1884 syair (poem) by Lie Kim Hok

Sair Tjerita Siti Akbari (/id/; Perfected spelling: Syair Cerita Siti Akbari, Malay for Poem on the Story of Siti Akbari; also known as Siti Akbari (Note: For this article, the short title Siti Akbari is used)) is an 1884 Malay-language syair (poem) by Lie Kim Hok. Adapted indirectly from the Sjair Abdoel Moeloek, it tells of a woman who passes as a man to free her husband from the Sultan of Hindustan, who had captured him in an assault on their kingdom.

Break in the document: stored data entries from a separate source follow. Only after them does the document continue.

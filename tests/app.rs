#[cfg(test)]
mod tests {
    use asciipal::libs::achievements::{AchievementManager, STATS_FILE_NAME};
    use asciipal::libs::activity::{ActivityTracker, DEFAULT_WINDOW_SECONDS};
    use asciipal::libs::app::{render_status, simulate_input, App, RunOptions};
    use asciipal::libs::breaks::{BreakStage, BreakStatus};
    use asciipal::libs::config::{Config, NotificationLevel};
    use asciipal::libs::messages::Message;
    use asciipal::libs::mood::MoodState;
    use asciipal::libs::overlay::MenuAction;
    use std::path::PathBuf;
    use tempfile::TempDir;
    use test_context::{test_context, AsyncTestContext};

    /// Demo app writing its stats into a temporary directory.
    struct AppTestContext {
        temp_dir: TempDir,
    }

    impl AppTestContext {
        fn stats_path(&self) -> PathBuf {
            self.temp_dir.path().join(STATS_FILE_NAME)
        }

        fn options(&self) -> RunOptions {
            RunOptions {
                headless: true,
                demo: true,
                config_path: self.temp_dir.path().join("config.json"),
                seed: Some(7),
                ..Default::default()
            }
        }

        fn app(&self) -> App {
            let config = Config {
                system_resources_enabled: false,
                ..Config::default()
            };
            App::new(config, self.options(), AchievementManager::with_path(self.stats_path()))
        }
    }

    impl AsyncTestContext for AppTestContext {
        async fn setup() -> Self {
            AppTestContext {
                temp_dir: tempfile::tempdir().unwrap(),
            }
        }
    }

    fn status(stage: BreakStage, should_break: bool) -> BreakStatus {
        BreakStatus {
            should_break,
            stage,
            seconds_until_break: 0.0,
            break_seconds_remaining: 0.0,
        }
    }

    #[test]
    fn test_silent_notifications_keep_the_mood() {
        let due = status(BreakStage::Tantrum, true);
        assert_eq!(render_status(NotificationLevel::Silent, MoodState::Excited, &due), (MoodState::Excited, None));
    }

    #[test]
    fn test_break_in_progress() {
        let resting = BreakStatus {
            break_seconds_remaining: 200.0,
            ..status(BreakStage::OnBreak, false)
        };
        assert_eq!(
            render_status(NotificationLevel::Gentle, MoodState::Watching, &resting),
            (MoodState::Sleeping, Some("Break: resting".to_string()))
        );
        assert_eq!(
            render_status(NotificationLevel::Verbose, MoodState::Watching, &resting),
            (MoodState::Sleeping, Some("Break: resting (4m left)".to_string()))
        );
    }

    #[test]
    fn test_overdue_break_overrides_mood() {
        assert_eq!(
            render_status(NotificationLevel::Gentle, MoodState::Excited, &status(BreakStage::Suggestion, true)),
            (MoodState::Watching, Some("Break: suggestion".to_string()))
        );
        assert_eq!(
            render_status(NotificationLevel::Gentle, MoodState::Excited, &status(BreakStage::Tantrum, true)),
            (MoodState::Alarmed, Some("Break: tantrum".to_string()))
        );
        assert_eq!(
            render_status(NotificationLevel::Verbose, MoodState::Idle, &status(BreakStage::Insistence, true)),
            (MoodState::Alarmed, Some("Break: insistence (due now)".to_string()))
        );
    }

    #[test]
    fn test_upcoming_break_only_in_verbose_mode() {
        let soon = BreakStatus {
            seconds_until_break: 130.0,
            ..status(BreakStage::Suggestion, false)
        };
        assert_eq!(render_status(NotificationLevel::Gentle, MoodState::Idle, &soon), (MoodState::Idle, None));
        assert_eq!(
            render_status(NotificationLevel::Verbose, MoodState::Idle, &soon),
            (MoodState::Idle, Some("Break soon: 3m".to_string()))
        );
    }

    #[test]
    fn test_demo_cycle_input() {
        let mut tracker = ActivityTracker::new(DEFAULT_WINDOW_SECONDS, 0.0);
        for tick in 0..80 {
            simulate_input(&mut tracker, tick, tick as f64 * 5.0);
        }
        let totals = tracker.totals(400.0);
        assert_eq!(totals.total_keypresses, 24);
        assert_eq!(totals.total_clicks, 24);
        assert!(totals.total_mouse_distance > 12.0 * 400.0);
    }

    #[test_context(AppTestContext)]
    #[test]
    fn test_demo_ticks_advance_virtual_time(ctx: &mut AppTestContext) {
        let mut app = ctx.app();
        assert_eq!(app.now(), 0.0);
        for _ in 0..10 {
            app.tick().unwrap();
        }
        assert_eq!(app.tick_count(), 10);
        assert_eq!(app.now(), 50.0);
        assert!(app.is_headless());
        assert!(app.last_headless_line().is_some_and(|line| line.starts_with("State=")));

        let display = app.last_display().unwrap();
        assert!(display.height() > 1);
        assert!(display.width() >= 34);
    }

    #[test_context(AppTestContext)]
    #[test]
    fn test_menu_actions(ctx: &mut AppTestContext) {
        let mut app = ctx.app();
        app.tick().unwrap();

        app.handle_action(MenuAction::TakeBreak);
        assert!(app.break_manager().is_on_break());
        app.tick().unwrap();
        assert_eq!(app.state(), MoodState::Sleeping);
        assert_eq!(app.last_headless_line(), Some("State=sleeping Break: resting"));

        app.handle_action(MenuAction::SkipBreak);
        assert!(!app.break_manager().is_on_break());
        assert_eq!(app.break_manager().breaks_taken(), 0);

        app.handle_action(MenuAction::Quit);
        assert!(!app.is_running());
    }

    #[test_context(AppTestContext)]
    #[test]
    fn test_shutdown_saves_stats(ctx: &mut AppTestContext) {
        let mut app = ctx.app();
        for _ in 0..80 {
            app.tick().unwrap();
        }
        match app.summary() {
            Message::SessionSummary { keypresses, clicks, breaks_taken, .. } => {
                assert_eq!(keypresses, 24);
                assert_eq!(clicks, 24);
                assert_eq!(breaks_taken, 0);
            }
            other => panic!("unexpected message: {:?}", other),
        }

        app.shutdown();
        app.shutdown();
        assert!(!app.is_running());

        let reloaded = AchievementManager::with_path(ctx.stats_path());
        assert_eq!(reloaded.stats().lifetime_keypresses, 24);
        assert_eq!(reloaded.stats().lifetime_clicks, 24);
    }

    #[test_context(AppTestContext)]
    #[tokio::test]
    async fn test_weather_toggle_from_menu(ctx: &mut AppTestContext) {
        let mut app = ctx.app();
        assert!(!app.config().weather_enabled);

        app.handle_action(MenuAction::ToggleWeather);
        assert!(app.config().weather_enabled);
        assert!(app.weather().is_enabled());

        app.handle_action(MenuAction::ToggleWeather);
        assert!(!app.config().weather_enabled);
        assert_eq!(app.weather().current_kind(), None);
        app.shutdown();
    }

    #[test_context(AppTestContext)]
    #[tokio::test]
    async fn test_run_stops_after_max_ticks(ctx: &mut AppTestContext) {
        let options = RunOptions {
            max_ticks: Some(3),
            ..ctx.options()
        };
        let config = Config {
            system_resources_enabled: false,
            ..Config::default()
        };
        let app = App::new(config, options, AchievementManager::with_path(ctx.stats_path()));
        app.run().await.unwrap();
        assert!(ctx.stats_path().exists());
    }
}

Written over a period of several years and influenced by European literature, Siti Akbari differs from earlier syairs in its use of suspense and emphasis on prose rather than form. It also incorporates European realist views to expand upon the genre, although it maintains several of the hallmarks of traditional syairs. Critical views have emphasised various aspects of its story, finding in the work an increased empathy for women's thoughts and feelings, a call for a unifying language in the Dutch East Indies (now Indonesia), and a polemic regarding the relation between tradition and modernity.

Siti Akbari was a commercial and critical success, seeing two reprints and a film adaptation in 1940. When Sjair Abdoel Moeloeks influence became clear in the 1920s, Lie was criticised as unoriginal. However, Siti Akbari remains one of the better known syairs written by an ethnic Chinese author. Lie was later styled as the "father of Chinese Malay literature".

==Plot==
The Sultan of Hindustan, Bahar Oedin, is infuriated after his uncle Safi, a trader, dies while imprisoned in Barbari. As the Abdul Aidid, the Sultan of Barbari, has greater military power, Bahar Oedin bides his time and plans his revenge. Meanwhile, Abdul Aidid's son Abdul Moelan marries his cousin, Siti Bida Undara. Two years later, after Abdul Aidid dies, Abdul Moelan goes on an extended sea voyage, leaving his wife behind.

In the nearby kingdom of Ban, Abdul Moelan meets and falls in love with Siti Akbari, daughter of the Sultan of Ban. The two soon marry and, after six months in Ban, return to Barbari. Siti Bida Undara, at first upset at the thought of sharing her husband, soon becomes close friends with Siti Akbari. Shortly thereafter Bahar Oedin takes his revenge, capturing Abdul Moelan and Siti Bida Undara. When the sultan tries to capture Siti Akbari, he discovers a body in her room and believes it to be hers. He takes his captives back to Hindustan and imprisons them.

Unknown to him, the pregnant Siti Akbari has faked her death and escaped. After several months she finds protection under Syaikh (Sheikh) Khidmatullah, under whose protection she gives birth. He trains her in silat (traditional martial arts) so she can free her husband. Leaving her son in Khidmatullah's care, she begins her travels. When seven men accost and attempt to rape her, she kills them. Taking their clothes and cutting her hair, she disguises herself as a man and takes the name Bahara. After arriving in Barbam, she stops a war between two claimants to the region's throne. She kills the usurper, then takes his head to the rightful heir to the throne, Hamid Lauda. In thanks Hamid Lauda rewards Siti Akbari with rule over Barbam and allows the "Bahara" to take his sister, Siti Abian, in marriage.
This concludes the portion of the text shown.